Saturday, October 06, 2007

Tutorial: Choosing A Stitch For Hand Sewing

Now that I have two tutorials on hand sewing felt, I thought it would be a good idea to talk about the benefits and disadvantages of both.  Each works well and brings a distinct look to your hand sewn item.  It's worth it to think about what sort of effect you are going for to help you choose the right stitch.

Whip Stitch        tutorial    project featured above

I like to use whip stitch to sew together felt stuffies when I want the stitching to melt into the stuffie.  Usually, I use thread that matches the felt when I use whip stitch.  Occasionally, I will use a contrasting thread color with whip stitch to get a more primitive, hand made vibe going.  In the case of my rose pincushion, I tried to create a woodcut feel with whip stitching.

Benefits : Whip stitch is great for sewing together stuffies when you want the seams to meet up flatly to create a shape.  This is especially good for round shapes, like heads or bodies.  Whip stitch is also pretty simple and forgiving of mistakes, especially when you use a matching thread color.

Drawbacks : Whip stitch doesn't always come out as straight or evenly spaced as you might hope because the thread goes diagonally through the felt on the inside bit of the stitch.  This can also cause your felt pieces to come out uneven near the end of your work, unless you are careful about "felt creep."
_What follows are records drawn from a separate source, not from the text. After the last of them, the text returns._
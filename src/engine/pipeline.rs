//! Processing pipeline
//!
//! Runs one packet at a time to completion:
//! 1. Reject packets without addresses or a transport layer
//! 2. Dispatch by `(transport, port)` to DNS, HTTPS or mail handling
//! 3. Track the TCP session (connect, HTTP reconstruction, teardown)
//!
//! All per-flow tables live here and are owned by the capture thread, so
//! none of them is locked.

use std::sync::Arc;
use std::time::{Duration, Instant};

use serde::Serialize;
use tracing::{debug, warn};

use crate::config::Config;
use crate::core::event::{Event, HttpsEvent, ProtocolErrorEvent};
use crate::core::{FlowKey, IpProtocol, Packet};
use crate::flow::TableStats;
use crate::geoip::CountryLookup;
use crate::protocols::dns::DnsCorrelator;
use crate::protocols::mail::MailAggregator;

use super::bus::EventSink;
use super::dispatch::{classify, Route};
use super::session::{Segment, SessionTracker};

/// Pipeline counters
#[derive(Debug, Clone, Copy, Default, Serialize)]
pub struct PipelineStats {
    /// Packets handed to the pipeline
    pub packets: u64,
    /// Packets missing address or transport fields
    pub rejected: u64,
    /// Events emitted
    pub events: u64,
    /// DNS payloads that failed to decode
    pub dns_errors: u64,
    /// Sessions and mail flows dropped for inactivity
    pub expired: u64,
    /// Live TCP sessions
    pub active_sessions: usize,
    pub session_table: TableStats,
    pub mail_table: TableStats,
}

/// Sink wrapper that counts what passes through
struct Counted<'a> {
    inner: &'a mut dyn EventSink,
    count: u64,
}

impl EventSink for Counted<'_> {
    fn emit(&mut self, event: Event) {
        self.count += 1;
        self.inner.emit(event);
    }
}

/// Single-threaded packet-to-event pipeline
pub struct Pipeline {
    geo: Arc<dyn CountryLookup>,
    sessions: SessionTracker,
    dns: DnsCorrelator,
    mail: MailAggregator,
    cleanup_interval: Duration,
    last_cleanup: Instant,
    stats: PipelineStats,
}

impl Pipeline {
    pub fn new(config: &Config, geo: Arc<dyn CountryLookup>) -> Self {
        Self {
            geo,
            sessions: SessionTracker::new(&config.flow, &config.http),
            dns: DnsCorrelator::new(),
            mail: MailAggregator::new(&config.mail, &config.flow),
            cleanup_interval: config.flow.cleanup_interval(),
            last_cleanup: Instant::now(),
            stats: PipelineStats::default(),
        }
    }

    /// Process one packet, emitting any resulting events
    pub fn process(&mut self, packet: &Packet, sink: &mut dyn EventSink) {
        self.stats.packets += 1;

        let (Some(src), Some(dst), Some(transport)) =
            (packet.src_addr(), packet.dst_addr(), packet.transport.as_ref())
        else {
            self.stats.rejected += 1;
            return;
        };

        let mut sink = Counted { inner: sink, count: 0 };
        let key = FlowKey::new(src, dst);

        match classify(transport.protocol, transport.src_port, transport.dst_port) {
            Route::Dns => match self.dns.on_dns_message(&transport.payload) {
                Ok(Some(event)) => {
                    let country = self.geo.country_for_ip(src.ip());
                    sink.emit(event.with_country(country));
                }
                Ok(None) => {}
                Err(e) => {
                    self.stats.dns_errors += 1;
                    warn!("bad DNS message {}: {}", key, e);
                    sink.emit(Event::ProtocolError(ProtocolErrorEvent {
                        src,
                        dst,
                        protocol: "dns".to_string(),
                        reason: e.to_string(),
                    }));
                }
            },
            Route::Https => {
                sink.emit(Event::HttpsObserved(HttpsEvent {
                    src,
                    dst,
                    country: Some(self.geo.country_for_ip(src.ip())),
                }));
            }
            Route::Mail => match (transport.seq, transport.tcp_flags) {
                (Some(seq), Some(flags)) => self.mail.on_mail_segment(
                    key,
                    transport.dst_port,
                    seq,
                    flags.syn,
                    &transport.payload,
                    self.geo.as_ref(),
                ),
                _ => self.mail.on_mail_packet(key, transport.dst_port, &transport.payload, self.geo.as_ref()),
            },
            Route::Unclassified => {}
        }

        if transport.protocol == IpProtocol::Tcp {
            let segment = Segment {
                seq: transport.seq.unwrap_or(0),
                flags: transport.tcp_flags.unwrap_or_default(),
                payload: &transport.payload,
            };
            self.sessions.on_segment(key, segment, self.geo.as_ref(), &mut self.mail, &mut sink);
        }

        self.stats.events += sink.count;
        self.maybe_cleanup();
    }

    /// Expire idle flows once per cleanup interval
    fn maybe_cleanup(&mut self) {
        if self.last_cleanup.elapsed() < self.cleanup_interval {
            return;
        }
        self.last_cleanup = Instant::now();
        let expired = self.expire_idle();
        if expired > 0 {
            debug!("expired {} idle flows", expired);
        }
    }

    /// Drop idle sessions and mail flows now
    pub fn expire_idle(&mut self) -> usize {
        let expired = self.sessions.expire_idle(&mut self.mail) + self.mail.expire_idle();
        self.stats.expired += expired as u64;
        expired
    }

    /// Discard all in-flight state without emitting anything
    pub fn clear(&mut self) {
        self.sessions.clear();
        self.mail.clear();
        self.dns = DnsCorrelator::new();
    }

    pub fn stats(&self) -> PipelineStats {
        PipelineStats {
            active_sessions: self.sessions.len(),
            session_table: self.sessions.table_stats(),
            mail_table: self.mail.table_stats(),
            ..self.stats
        }
    }

    pub fn sessions(&self) -> &SessionTracker {
        &self.sessions
    }

    pub fn mail(&self) -> &MailAggregator {
        &self.mail
    }

    pub fn dns(&self) -> &DnsCorrelator {
        &self.dns
    }
}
Blanket Stitch        tutorial    project featured above

I use blanket stitch when I want a decorative edging on my hand sewn item.  It's especially interesting when done in a contrasting thread color as an edging for a patch, like my travel stickers, or along the seams of a 2-D stuffie.  Blanket stitching is easy, once you get started, and I think it looks very professional and bold.

Benefits : When using blanket stitch to sew the seams of a stuffie, there won't be any "felt creep" because the needle goes straight through the felt from front to back.  Because blanket stitch creates a thread outline along the edges of your piece, it can mask uneven edges and wonky cutting.  Blanket stitch seems to be easier to use to create evenly spaced stitching than whip stitch.

Drawbacks : When using blanket stitch to sew together stuffies, it becomes a ridged seam that is equal to the depth of your stitch.  This creates ridges in 3-D stuffies that might look weird and distort the stuffie's shape.

If you have any thoughts, lessons-learned, or blog posts about hand sewing that you'd like to share, please leave a comment.  Lots of people come to my site after searching for "hand sewing" so people (including me!) really want to know your tips and tricks.
39 Comments (comments are disabled)


laurie said ...
Thank so much. I found this very informative -- seeing them side by side with both benefits and drawbacks is great! (Also, I did a post a couple of years ago about my husband's (http://liquidpaper.typepad.com/liquid_paper/2006/02/made_by_his_han.html) sewing technique.)
10/6/2007 9:17 AM

SisterDG said ...
Squirrels . . . so . . . CUTE . . . . Can't . . . handle . . . it!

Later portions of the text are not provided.